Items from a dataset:
Content starts
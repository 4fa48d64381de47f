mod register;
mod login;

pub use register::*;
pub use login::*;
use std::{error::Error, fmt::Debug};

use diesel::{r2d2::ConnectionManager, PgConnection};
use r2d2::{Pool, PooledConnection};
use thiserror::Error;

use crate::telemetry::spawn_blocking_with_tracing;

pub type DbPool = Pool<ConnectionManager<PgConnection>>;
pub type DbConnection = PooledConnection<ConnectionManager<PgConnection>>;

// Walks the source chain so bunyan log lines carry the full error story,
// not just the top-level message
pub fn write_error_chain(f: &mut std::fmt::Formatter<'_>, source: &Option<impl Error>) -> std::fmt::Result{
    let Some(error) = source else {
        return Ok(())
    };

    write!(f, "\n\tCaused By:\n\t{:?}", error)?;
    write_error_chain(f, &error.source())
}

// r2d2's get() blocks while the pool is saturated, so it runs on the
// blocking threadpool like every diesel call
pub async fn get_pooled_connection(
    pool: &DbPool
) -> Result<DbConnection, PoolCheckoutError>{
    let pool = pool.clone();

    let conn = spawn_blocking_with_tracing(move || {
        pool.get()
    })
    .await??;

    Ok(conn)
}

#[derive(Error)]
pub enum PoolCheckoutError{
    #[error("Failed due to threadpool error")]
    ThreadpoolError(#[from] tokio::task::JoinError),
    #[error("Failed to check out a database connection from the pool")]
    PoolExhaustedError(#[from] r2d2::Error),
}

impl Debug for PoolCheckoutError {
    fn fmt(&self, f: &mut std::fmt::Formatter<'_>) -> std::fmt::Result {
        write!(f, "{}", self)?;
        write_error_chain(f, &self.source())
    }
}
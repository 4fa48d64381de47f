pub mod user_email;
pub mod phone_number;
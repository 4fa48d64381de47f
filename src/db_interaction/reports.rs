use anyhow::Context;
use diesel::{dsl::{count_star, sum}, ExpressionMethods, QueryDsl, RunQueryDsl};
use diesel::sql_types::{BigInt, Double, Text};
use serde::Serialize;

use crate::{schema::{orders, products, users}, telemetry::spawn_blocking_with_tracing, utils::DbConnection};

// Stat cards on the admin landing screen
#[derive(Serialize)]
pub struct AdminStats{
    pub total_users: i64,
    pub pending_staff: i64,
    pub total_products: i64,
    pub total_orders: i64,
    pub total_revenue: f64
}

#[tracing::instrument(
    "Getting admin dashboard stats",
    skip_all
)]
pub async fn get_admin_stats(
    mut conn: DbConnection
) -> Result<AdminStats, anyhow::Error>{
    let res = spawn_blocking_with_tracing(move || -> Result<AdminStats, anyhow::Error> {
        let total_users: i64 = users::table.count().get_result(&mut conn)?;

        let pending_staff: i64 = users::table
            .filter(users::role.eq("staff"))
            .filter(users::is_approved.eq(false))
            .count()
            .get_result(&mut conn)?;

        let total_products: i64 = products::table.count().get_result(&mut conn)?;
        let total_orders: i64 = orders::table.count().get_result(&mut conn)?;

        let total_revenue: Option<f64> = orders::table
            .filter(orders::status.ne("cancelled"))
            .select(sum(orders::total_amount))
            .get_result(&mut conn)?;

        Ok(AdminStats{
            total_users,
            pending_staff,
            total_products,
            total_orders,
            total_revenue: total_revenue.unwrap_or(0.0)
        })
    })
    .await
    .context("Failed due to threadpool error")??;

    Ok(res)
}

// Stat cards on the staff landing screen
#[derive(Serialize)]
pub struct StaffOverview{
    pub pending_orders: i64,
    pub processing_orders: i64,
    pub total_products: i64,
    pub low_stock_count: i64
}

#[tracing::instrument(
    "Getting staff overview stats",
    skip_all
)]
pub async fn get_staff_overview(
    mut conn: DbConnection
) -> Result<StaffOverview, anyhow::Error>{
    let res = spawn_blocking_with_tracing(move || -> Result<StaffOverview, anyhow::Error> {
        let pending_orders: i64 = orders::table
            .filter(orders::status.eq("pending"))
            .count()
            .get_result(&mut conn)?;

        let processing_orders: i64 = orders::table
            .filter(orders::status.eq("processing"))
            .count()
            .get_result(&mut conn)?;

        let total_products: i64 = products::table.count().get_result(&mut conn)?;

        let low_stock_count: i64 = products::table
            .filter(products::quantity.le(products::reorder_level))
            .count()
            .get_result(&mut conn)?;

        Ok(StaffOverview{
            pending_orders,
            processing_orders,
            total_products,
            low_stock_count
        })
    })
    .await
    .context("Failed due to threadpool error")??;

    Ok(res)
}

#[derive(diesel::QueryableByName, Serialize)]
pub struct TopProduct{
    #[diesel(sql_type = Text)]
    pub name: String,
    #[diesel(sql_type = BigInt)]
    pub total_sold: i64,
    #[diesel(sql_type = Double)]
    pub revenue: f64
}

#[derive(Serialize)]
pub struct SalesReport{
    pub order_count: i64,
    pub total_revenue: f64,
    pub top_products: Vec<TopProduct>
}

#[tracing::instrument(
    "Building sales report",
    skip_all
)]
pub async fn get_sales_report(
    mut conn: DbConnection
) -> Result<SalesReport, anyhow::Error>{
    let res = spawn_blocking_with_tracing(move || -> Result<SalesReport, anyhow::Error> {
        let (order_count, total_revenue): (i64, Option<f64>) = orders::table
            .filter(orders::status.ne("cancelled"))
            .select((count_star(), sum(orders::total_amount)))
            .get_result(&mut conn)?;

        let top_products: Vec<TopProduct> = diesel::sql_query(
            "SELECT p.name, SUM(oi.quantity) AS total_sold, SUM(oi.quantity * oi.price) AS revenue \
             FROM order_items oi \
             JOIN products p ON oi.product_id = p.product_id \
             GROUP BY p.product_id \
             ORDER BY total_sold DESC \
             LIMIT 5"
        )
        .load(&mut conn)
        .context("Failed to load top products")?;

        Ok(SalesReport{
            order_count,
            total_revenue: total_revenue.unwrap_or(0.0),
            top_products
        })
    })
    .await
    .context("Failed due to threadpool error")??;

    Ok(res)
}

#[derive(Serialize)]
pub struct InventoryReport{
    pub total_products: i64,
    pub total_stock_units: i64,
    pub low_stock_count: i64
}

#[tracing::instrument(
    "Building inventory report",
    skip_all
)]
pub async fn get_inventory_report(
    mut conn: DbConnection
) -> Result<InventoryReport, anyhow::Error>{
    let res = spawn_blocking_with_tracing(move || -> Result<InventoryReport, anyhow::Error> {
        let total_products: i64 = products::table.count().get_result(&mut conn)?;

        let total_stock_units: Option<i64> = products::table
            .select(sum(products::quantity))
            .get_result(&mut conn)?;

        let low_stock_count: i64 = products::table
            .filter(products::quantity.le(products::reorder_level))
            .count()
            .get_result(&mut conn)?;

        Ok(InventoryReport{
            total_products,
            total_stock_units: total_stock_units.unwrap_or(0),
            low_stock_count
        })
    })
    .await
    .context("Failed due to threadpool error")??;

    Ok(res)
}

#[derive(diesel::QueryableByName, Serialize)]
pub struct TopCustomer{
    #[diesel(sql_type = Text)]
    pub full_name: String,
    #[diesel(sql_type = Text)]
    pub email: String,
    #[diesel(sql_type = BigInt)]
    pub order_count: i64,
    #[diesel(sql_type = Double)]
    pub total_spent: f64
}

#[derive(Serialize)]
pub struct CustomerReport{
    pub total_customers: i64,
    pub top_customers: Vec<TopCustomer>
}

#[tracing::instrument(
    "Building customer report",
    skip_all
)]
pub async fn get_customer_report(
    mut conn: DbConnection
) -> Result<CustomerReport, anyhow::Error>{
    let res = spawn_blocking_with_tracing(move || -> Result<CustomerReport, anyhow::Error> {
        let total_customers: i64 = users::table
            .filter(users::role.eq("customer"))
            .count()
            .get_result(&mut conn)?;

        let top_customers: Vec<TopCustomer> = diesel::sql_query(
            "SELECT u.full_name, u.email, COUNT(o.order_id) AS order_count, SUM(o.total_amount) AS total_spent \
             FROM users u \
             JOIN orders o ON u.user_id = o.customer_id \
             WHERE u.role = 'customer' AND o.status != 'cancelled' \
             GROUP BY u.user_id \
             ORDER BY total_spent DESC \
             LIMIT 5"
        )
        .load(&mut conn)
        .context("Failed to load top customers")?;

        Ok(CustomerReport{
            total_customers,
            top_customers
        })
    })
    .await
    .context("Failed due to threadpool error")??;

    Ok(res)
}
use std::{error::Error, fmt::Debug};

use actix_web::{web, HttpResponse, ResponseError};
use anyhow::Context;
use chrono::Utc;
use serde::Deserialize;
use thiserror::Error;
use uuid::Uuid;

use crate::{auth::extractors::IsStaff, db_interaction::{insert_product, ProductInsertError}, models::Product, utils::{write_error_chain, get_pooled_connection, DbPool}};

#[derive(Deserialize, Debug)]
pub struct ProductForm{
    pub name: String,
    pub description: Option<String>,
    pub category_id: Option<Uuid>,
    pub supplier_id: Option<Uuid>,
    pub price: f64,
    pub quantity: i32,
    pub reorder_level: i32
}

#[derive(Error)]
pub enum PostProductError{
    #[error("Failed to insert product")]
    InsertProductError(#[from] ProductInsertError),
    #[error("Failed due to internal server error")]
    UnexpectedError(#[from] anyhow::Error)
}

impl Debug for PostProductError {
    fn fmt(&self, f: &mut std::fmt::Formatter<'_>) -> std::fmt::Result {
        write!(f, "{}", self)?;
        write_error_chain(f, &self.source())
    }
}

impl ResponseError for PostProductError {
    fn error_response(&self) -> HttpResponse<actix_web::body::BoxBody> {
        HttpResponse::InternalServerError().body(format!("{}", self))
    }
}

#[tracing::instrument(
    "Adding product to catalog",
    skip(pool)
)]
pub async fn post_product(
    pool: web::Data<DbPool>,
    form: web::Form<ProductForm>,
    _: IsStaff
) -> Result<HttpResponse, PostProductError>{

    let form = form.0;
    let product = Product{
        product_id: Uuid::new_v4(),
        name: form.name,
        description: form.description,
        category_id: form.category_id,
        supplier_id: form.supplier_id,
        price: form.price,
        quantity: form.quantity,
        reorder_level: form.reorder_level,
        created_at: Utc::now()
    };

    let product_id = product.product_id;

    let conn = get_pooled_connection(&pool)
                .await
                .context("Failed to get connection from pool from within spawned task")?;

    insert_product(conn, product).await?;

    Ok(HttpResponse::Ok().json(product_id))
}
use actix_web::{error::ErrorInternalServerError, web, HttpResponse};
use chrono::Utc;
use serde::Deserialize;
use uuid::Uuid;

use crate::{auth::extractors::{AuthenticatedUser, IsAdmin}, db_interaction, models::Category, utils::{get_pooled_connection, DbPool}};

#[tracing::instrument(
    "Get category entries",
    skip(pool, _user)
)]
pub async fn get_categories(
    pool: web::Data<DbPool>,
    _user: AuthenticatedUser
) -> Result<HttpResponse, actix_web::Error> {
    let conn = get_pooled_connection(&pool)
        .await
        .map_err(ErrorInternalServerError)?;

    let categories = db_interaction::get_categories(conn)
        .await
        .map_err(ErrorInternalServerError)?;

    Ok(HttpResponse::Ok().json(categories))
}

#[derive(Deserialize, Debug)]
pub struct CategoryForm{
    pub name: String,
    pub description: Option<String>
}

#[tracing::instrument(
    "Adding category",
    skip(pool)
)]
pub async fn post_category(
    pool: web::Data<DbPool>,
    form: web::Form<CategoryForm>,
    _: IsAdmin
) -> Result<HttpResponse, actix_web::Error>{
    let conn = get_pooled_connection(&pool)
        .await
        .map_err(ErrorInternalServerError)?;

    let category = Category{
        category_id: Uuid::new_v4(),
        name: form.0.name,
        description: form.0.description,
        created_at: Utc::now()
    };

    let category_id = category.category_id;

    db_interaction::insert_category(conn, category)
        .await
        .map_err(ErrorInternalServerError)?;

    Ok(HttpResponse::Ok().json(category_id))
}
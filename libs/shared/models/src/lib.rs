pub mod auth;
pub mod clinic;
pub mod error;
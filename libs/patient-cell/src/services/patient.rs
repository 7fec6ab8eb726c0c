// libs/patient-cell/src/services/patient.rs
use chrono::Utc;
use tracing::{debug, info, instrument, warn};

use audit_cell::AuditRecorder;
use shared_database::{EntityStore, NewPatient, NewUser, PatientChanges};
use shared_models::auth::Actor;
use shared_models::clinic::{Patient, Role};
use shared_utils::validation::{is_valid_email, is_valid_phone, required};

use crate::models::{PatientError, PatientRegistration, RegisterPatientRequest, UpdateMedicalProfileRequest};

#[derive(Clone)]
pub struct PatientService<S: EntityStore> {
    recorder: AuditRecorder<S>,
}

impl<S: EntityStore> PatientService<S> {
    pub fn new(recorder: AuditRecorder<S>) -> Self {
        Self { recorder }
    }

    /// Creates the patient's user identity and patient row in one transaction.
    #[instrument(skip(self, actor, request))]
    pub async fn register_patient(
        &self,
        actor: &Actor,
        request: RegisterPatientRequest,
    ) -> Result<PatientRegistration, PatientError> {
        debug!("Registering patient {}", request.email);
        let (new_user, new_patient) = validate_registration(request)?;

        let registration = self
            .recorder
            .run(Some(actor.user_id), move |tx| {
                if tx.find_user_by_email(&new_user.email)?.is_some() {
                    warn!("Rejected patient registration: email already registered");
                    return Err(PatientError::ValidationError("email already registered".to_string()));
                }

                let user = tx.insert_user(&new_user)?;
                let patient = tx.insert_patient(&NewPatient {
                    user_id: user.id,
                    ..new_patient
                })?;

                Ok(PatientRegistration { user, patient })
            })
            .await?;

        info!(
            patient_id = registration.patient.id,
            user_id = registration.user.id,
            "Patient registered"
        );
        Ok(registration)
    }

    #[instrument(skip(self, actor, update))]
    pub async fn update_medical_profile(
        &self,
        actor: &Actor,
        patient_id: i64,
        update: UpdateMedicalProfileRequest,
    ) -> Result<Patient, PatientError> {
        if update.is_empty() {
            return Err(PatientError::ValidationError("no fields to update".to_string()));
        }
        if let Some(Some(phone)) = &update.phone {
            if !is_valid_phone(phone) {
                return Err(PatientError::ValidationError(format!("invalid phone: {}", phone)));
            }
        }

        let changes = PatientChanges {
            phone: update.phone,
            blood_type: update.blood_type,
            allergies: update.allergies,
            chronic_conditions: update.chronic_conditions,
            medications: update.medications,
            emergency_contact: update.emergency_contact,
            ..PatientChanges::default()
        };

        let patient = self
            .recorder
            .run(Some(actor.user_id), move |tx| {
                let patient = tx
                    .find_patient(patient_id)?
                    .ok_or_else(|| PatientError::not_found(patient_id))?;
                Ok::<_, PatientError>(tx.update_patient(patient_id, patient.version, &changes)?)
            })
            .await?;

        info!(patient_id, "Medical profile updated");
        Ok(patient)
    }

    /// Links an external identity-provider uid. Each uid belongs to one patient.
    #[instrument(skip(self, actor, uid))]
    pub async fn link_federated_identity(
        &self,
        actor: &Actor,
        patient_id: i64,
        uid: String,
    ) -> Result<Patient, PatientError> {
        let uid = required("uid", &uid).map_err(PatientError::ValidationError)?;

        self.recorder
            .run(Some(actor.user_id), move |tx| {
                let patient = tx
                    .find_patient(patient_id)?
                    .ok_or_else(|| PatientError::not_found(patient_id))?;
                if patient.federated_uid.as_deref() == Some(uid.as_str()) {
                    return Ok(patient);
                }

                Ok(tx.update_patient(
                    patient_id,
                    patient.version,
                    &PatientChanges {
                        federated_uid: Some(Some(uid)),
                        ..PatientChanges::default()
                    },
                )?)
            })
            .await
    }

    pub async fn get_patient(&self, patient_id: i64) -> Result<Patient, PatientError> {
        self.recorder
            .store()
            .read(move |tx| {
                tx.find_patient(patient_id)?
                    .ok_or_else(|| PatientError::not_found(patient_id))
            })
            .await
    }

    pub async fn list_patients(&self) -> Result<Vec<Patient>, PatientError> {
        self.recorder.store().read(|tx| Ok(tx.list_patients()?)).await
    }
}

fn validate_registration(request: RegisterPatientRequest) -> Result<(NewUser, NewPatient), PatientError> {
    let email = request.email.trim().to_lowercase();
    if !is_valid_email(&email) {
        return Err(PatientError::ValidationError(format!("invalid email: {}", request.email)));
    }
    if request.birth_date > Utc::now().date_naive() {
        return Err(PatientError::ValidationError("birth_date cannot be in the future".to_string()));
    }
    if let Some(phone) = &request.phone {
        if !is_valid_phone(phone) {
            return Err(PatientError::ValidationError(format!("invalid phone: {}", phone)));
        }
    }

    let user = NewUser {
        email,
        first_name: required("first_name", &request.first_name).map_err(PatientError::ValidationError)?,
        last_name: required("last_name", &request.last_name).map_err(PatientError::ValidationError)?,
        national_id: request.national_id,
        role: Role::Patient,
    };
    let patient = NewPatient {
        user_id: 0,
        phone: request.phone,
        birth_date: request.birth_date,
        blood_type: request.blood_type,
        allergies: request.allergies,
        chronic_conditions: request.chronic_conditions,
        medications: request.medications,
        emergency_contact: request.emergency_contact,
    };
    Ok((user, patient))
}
Content ends
(WHAT THIS TASK INVOLVES):
Looking at the records above, which lines contain "AuditRecorder"? Copy those lines.

(RESULT BELOW):
use audit_cell::AuditRecorder;
    recorder: AuditRecorder<S>,
    pub fn new(recorder: AuditRecorder<S>) -> Self {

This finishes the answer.